[Saved data entries]
———
//! EdgeMQ - publish matching and fan-out core
//!
//! Usage:
//!   edgemq [OPTIONS]
//!
//! Options:
//!   -c, --config <FILE>         Configuration file path
//!   -s, --scenario <FILE>       Replay a scenario file and print the result
//!   --metrics-bind <ADDR>       Serve Prometheus metrics on this address
//!   -l, --log-level             Log level (error, warn, info, debug, trace)
//!   -h, --help                  Print help

use std::net::SocketAddr;
use std::path::PathBuf;
use std::sync::Arc;

use clap::{Parser, ValueEnum};
use tracing::{error, info, Level};
use tracing_subscriber::FmtSubscriber;

use edgemq::broker::{Broker, BrokerConfig, DispatchContext};
use edgemq::config::Config;
use edgemq::hooks::LoggingSink;
use edgemq::persistence::MemoryRetainedStore;
use edgemq::scenario::{Scenario, ScenarioRunner};
use edgemq::session::LocalSessionRegistry;
use edgemq::{Metrics, MetricsServer};

/// Log level for CLI
#[derive(Debug, Clone, Copy, ValueEnum, Default)]
enum LogLevel {
    /// Only errors
    Error,
    /// Warnings and errors
    #[default]
    Warn,
    /// Informational messages
    Info,
    /// Debug messages
    Debug,
    /// Trace messages (very verbose)
    Trace,
}

impl LogLevel {
    fn from_config(level: &str) -> Self {
        match level.to_lowercase().as_str() {
            "error" => LogLevel::Error,
            "info" => LogLevel::Info,
            "debug" => LogLevel::Debug,
            "trace" => LogLevel::Trace,
            _ => LogLevel::Warn,
        }
    }

    fn to_tracing_level(self) -> Level {
        match self {
            LogLevel::Error => Level::ERROR,
            LogLevel::Warn => Level::WARN,
            LogLevel::Info => Level::INFO,
            LogLevel::Debug => Level::DEBUG,
            LogLevel::Trace => Level::TRACE,
        }
    }
}

/// EdgeMQ - publish matching and fan-out core
#[derive(Parser, Debug)]
#[command(name = "edgemq")]
#[command(author = "EdgeMQ Contributors")]
#[command(version)]
#[command(about = "Publish matching and fan-out core for MQTT brokers")]
struct Args {
    /// Configuration file path (TOML format)
    #[arg(short, long)]
    config: Option<PathBuf>,

    /// Scenario file to replay (TOML format)
    #[arg(short, long)]
    scenario: Option<PathBuf>,

    /// Serve Prometheus metrics on this address (enables metrics)
    #[arg(long)]
    metrics_bind: Option<SocketAddr>,

    /// Log level (error, warn, info, debug, trace)
    #[arg(short, long, value_enum)]
    log_level: Option<LogLevel>,
}

#[tokio::main]
async fn main() -> Result<(), Box<dyn std::error::Error>> {
    let args = Args::parse();

    let loaded = match &args.config {
        Some(path) => Config::load(path),
        None => Config::from_env(),
    };
    let config = match loaded {
        Ok(cfg) => cfg,
        Err(e) => {
            eprintln!("Error loading config: {}", e);
            std::process::exit(1);
        }
    };

    // CLI overrides config, config overrides default (warn)
    let log_level = args
        .log_level
        .unwrap_or_else(|| LogLevel::from_config(&config.log.level));

    let subscriber = FmtSubscriber::builder()
        .with_max_level(log_level.to_tracing_level())
        .with_target(false)
        .with_thread_ids(true)
        .compact()
        .finish();
    tracing::subscriber::set_global_default(subscriber)?;

    if let Some(path) = &args.config {
        info!("Loaded configuration from {:?}", path);
    }

    let metrics_bind = args
        .metrics_bind
        .or(config.metrics.enabled.then_some(config.metrics.bind));
    let metrics = metrics_bind.map(|_| Arc::new(Metrics::new()));

    let sessions = Arc::new(LocalSessionRegistry::new(config.limits.max_queued_messages));
    let sink = match &metrics {
        Some(m) => LoggingSink::with_metrics(m.clone()),
        None => LoggingSink::new(),
    };
    let mut broker = Broker::new(
        BrokerConfig::from(&config),
        sessions.clone(),
        Arc::new(MemoryRetainedStore::new()),
        Arc::new(sink),
    );

    info!("Starting EdgeMQ");
    info!("  Shared strategy: {:?}", broker.config().shared_strategy);
    info!("  Delivery timeout: {:?}", broker.config().delivery_timeout);
    info!("  Retain: {}", broker.config().retain_available);

    let mut metrics_task = None;
    if let (Some(addr), Some(metrics)) = (metrics_bind, &metrics) {
        broker = broker.with_metrics(metrics.clone());
        let server = MetricsServer::bind(metrics.clone(), addr).await?;
        info!("  Metrics: enabled (http://{}/metrics)", server.local_addr()?);
        metrics_task = Some(tokio::spawn(async move {
            if let Err(e) = server.run().await {
                error!("Metrics server error: {}", e);
            }
        }));
    } else {
        info!("  Metrics: disabled");
    }

    let broker = Arc::new(broker);
    let ctx = DispatchContext::current().with_source("scenario");

    match (&args.scenario, metrics_task) {
        (Some(path), _) => {
            let scenario = Scenario::load(path)?;
            let runner = ScenarioRunner::new(
                broker,
                sessions,
                config.limits.outbound_channel_capacity,
            );
            let report = runner.run(&scenario, &ctx).await?;
            print!("{}", report);
        }
        (None, Some(task)) => {
            info!("No scenario given, serving metrics until Ctrl+C");
            tokio::signal::ctrl_c().await?;
            task.abort();
        }
        (None, None) => {
            eprintln!("Nothing to do: pass --scenario or enable metrics");
            std::process::exit(2);
        }
    }

    Ok(())
}
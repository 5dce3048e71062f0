//! Broker Core
//!
//! Ties the subscription index, the message router and the injected
//! collaborators (sessions, retained store, dropped-message sink) together.
//! Protocol handlers call [`Broker::publish`] for every inbound publish and
//! the subscribe/unsubscribe entry points for session management.

mod publish;
mod router;

#[cfg(test)]
mod tests;

pub use publish::PublishOutcome;
pub use router::{DistributionReport, MessageRouter, Recipient};

use std::sync::Arc;
use std::time::Duration;

use tokio::runtime::Handle;
use tracing::debug;

use crate::config::{Config, SharedStrategy};
use crate::hooks::DroppedMessageSink;
use crate::metrics::Metrics;
use crate::persistence::{PersistenceError, RetainedMessage, RetainedStore};
use crate::session::SessionRegistry;
use crate::topic::{IndexError, SubscriberEntry, SubscriptionIndex};

/// Broker configuration
#[derive(Debug, Clone)]
pub struct BrokerConfig {
    /// Maximum topic levels for names and filters (0 = unlimited)
    pub max_topic_levels: usize,
    /// Whether retained publishes update the retained store
    pub retain_available: bool,
    /// Shared subscription member selection
    pub shared_strategy: SharedStrategy,
    /// Deadline for a single hand-off to a delivery channel
    pub delivery_timeout: Option<Duration>,
}

impl Default for BrokerConfig {
    fn default() -> Self {
        Self {
            max_topic_levels: 0,
            retain_available: true,
            shared_strategy: SharedStrategy::RoundRobin,
            delivery_timeout: None,
        }
    }
}

impl From<&Config> for BrokerConfig {
    fn from(config: &Config) -> Self {
        Self {
            max_topic_levels: config.limits.max_topic_levels,
            retain_available: config.retain.enabled,
            shared_strategy: config.dispatch.shared_strategy,
            delivery_timeout: config.dispatch.delivery_timeout,
        }
    }
}

/// Where a publish is dispatched from.
///
/// Carries the runtime handle the fan-out and retained tasks are spawned
/// on, plus a label identifying the calling layer in logs.
#[derive(Debug, Clone)]
pub struct DispatchContext {
    handle: Handle,
    source: Arc<str>,
}

impl DispatchContext {
    pub fn new(handle: Handle) -> Self {
        Self {
            handle,
            source: Arc::from("local"),
        }
    }

    /// Context bound to the runtime the caller is running on.
    ///
    /// # Panics
    ///
    /// Panics when called outside a tokio runtime.
    pub fn current() -> Self {
        Self::new(Handle::current())
    }

    pub fn with_source(mut self, source: impl Into<Arc<str>>) -> Self {
        self.source = source.into();
        self
    }

    pub fn handle(&self) -> &Handle {
        &self.handle
    }

    pub fn source(&self) -> &str {
        &self.source
    }
}

/// The publish matching and fan-out core
pub struct Broker {
    config: BrokerConfig,
    index: Arc<SubscriptionIndex>,
    router: Arc<MessageRouter>,
    sessions: Arc<dyn SessionRegistry>,
    retained: Arc<dyn RetainedStore>,
    dropped: Arc<dyn DroppedMessageSink>,
    metrics: Option<Arc<Metrics>>,
}

impl Broker {
    pub fn new(
        config: BrokerConfig,
        sessions: Arc<dyn SessionRegistry>,
        retained: Arc<dyn RetainedStore>,
        dropped: Arc<dyn DroppedMessageSink>,
    ) -> Self {
        let index = Arc::new(SubscriptionIndex::with_max_topic_levels(
            config.max_topic_levels,
        ));
        let router = Self::build_router(&config, &index, &sessions, &dropped, None);

        Self {
            config,
            index,
            router,
            sessions,
            retained,
            dropped,
            metrics: None,
        }
    }

    /// Attach Prometheus metrics
    pub fn with_metrics(mut self, metrics: Arc<Metrics>) -> Self {
        self.router = Self::build_router(
            &self.config,
            &self.index,
            &self.sessions,
            &self.dropped,
            Some(metrics.clone()),
        );
        self.metrics = Some(metrics);
        self
    }

    fn build_router(
        config: &BrokerConfig,
        index: &Arc<SubscriptionIndex>,
        sessions: &Arc<dyn SessionRegistry>,
        dropped: &Arc<dyn DroppedMessageSink>,
        metrics: Option<Arc<Metrics>>,
    ) -> Arc<MessageRouter> {
        let router = MessageRouter::new(index.clone(), sessions.clone(), dropped.clone())
            .with_strategy(config.shared_strategy)
            .with_delivery_timeout(config.delivery_timeout)
            .with_metrics(metrics);
        Arc::new(router)
    }

    pub fn config(&self) -> &BrokerConfig {
        &self.config
    }

    pub fn index(&self) -> &Arc<SubscriptionIndex> {
        &self.index
    }

    pub fn router(&self) -> &Arc<MessageRouter> {
        &self.router
    }

    /// Add or replace a subscription. Returns true if it is new.
    pub fn subscribe(&self, filter: &str, entry: SubscriberEntry) -> Result<bool, IndexError> {
        let client_id = entry.client_id.clone();
        let created = self.index.add_subscription(filter, entry)?;
        debug!(client_id = %client_id, filter, created, "subscription added");

        if let Some(ref metrics) = self.metrics {
            if created {
                metrics.subscription_added();
            }
            self.update_group_gauge(metrics);
        }
        Ok(created)
    }

    /// Remove one subscription
    pub fn unsubscribe(&self, filter: &str, client_id: &str) -> bool {
        let removed = self.index.remove_subscription(filter, client_id);
        debug!(client_id, filter, removed, "unsubscribe");

        if let Some(ref metrics) = self.metrics {
            if removed {
                metrics.subscriptions_removed(1);
            }
            self.update_group_gauge(metrics);
        }
        removed
    }

    /// Remove every subscription of a client whose session ended
    pub fn remove_client(&self, client_id: &str) -> usize {
        let removed = self.index.remove_client(client_id);
        if removed > 0 {
            debug!(client_id, removed, "client subscriptions removed");
        }

        if let Some(ref metrics) = self.metrics {
            metrics.subscriptions_removed(removed);
            self.update_group_gauge(metrics);
        }
        removed
    }

    /// Retained messages a new subscription to `filter` should receive
    pub async fn retained_for(&self, filter: &str) -> Result<Vec<RetainedMessage>, PersistenceError> {
        self.retained.matching(filter).await
    }

    fn update_group_gauge(&self, metrics: &Metrics) {
        metrics
            .shared_groups_current
            .set(self.index.shared_group_count() as i64);
    }
}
———
WORK INSTRUCTIONS: Print exactly the lines above, between the one holding "let log_level = args" and the one holding "if let Err(e)", inclusive, and nothing besides.

TASK SOLUTION:
    let log_level = args
        .log_level
        .unwrap_or_else(|| LogLevel::from_config(&config.log.level));

    let subscriber = FmtSubscriber::builder()
        .with_max_level(log_level.to_tracing_level())
        .with_target(false)
        .with_thread_ids(true)
        .compact()
        .finish();
    tracing::subscriber::set_global_default(subscriber)?;

    if let Some(path) = &args.config {
        info!("Loaded configuration from {:?}", path);
    }

    let metrics_bind = args
        .metrics_bind
        .or(config.metrics.enabled.then_some(config.metrics.bind));
    let metrics = metrics_bind.map(|_| Arc::new(Metrics::new()));

    let sessions = Arc::new(LocalSessionRegistry::new(config.limits.max_queued_messages));
    let sink = match &metrics {
        Some(m) => LoggingSink::with_metrics(m.clone()),
        None => LoggingSink::new(),
    };
    let mut broker = Broker::new(
        BrokerConfig::from(&config),
        sessions.clone(),
        Arc::new(MemoryRetainedStore::new()),
        Arc::new(sink),
    );

    info!("Starting EdgeMQ");
    info!("  Shared strategy: {:?}", broker.config().shared_strategy);
    info!("  Delivery timeout: {:?}", broker.config().delivery_timeout);
    info!("  Retain: {}", broker.config().retain_available);

    let mut metrics_task = None;
    if let (Some(addr), Some(metrics)) = (metrics_bind, &metrics) {
        broker = broker.with_metrics(metrics.clone());
        let server = MetricsServer::bind(metrics.clone(), addr).await?;
        info!("  Metrics: enabled (http://{}/metrics)", server.local_addr()?);
        metrics_task = Some(tokio::spawn(async move {
            if let Err(e) = server.run().await {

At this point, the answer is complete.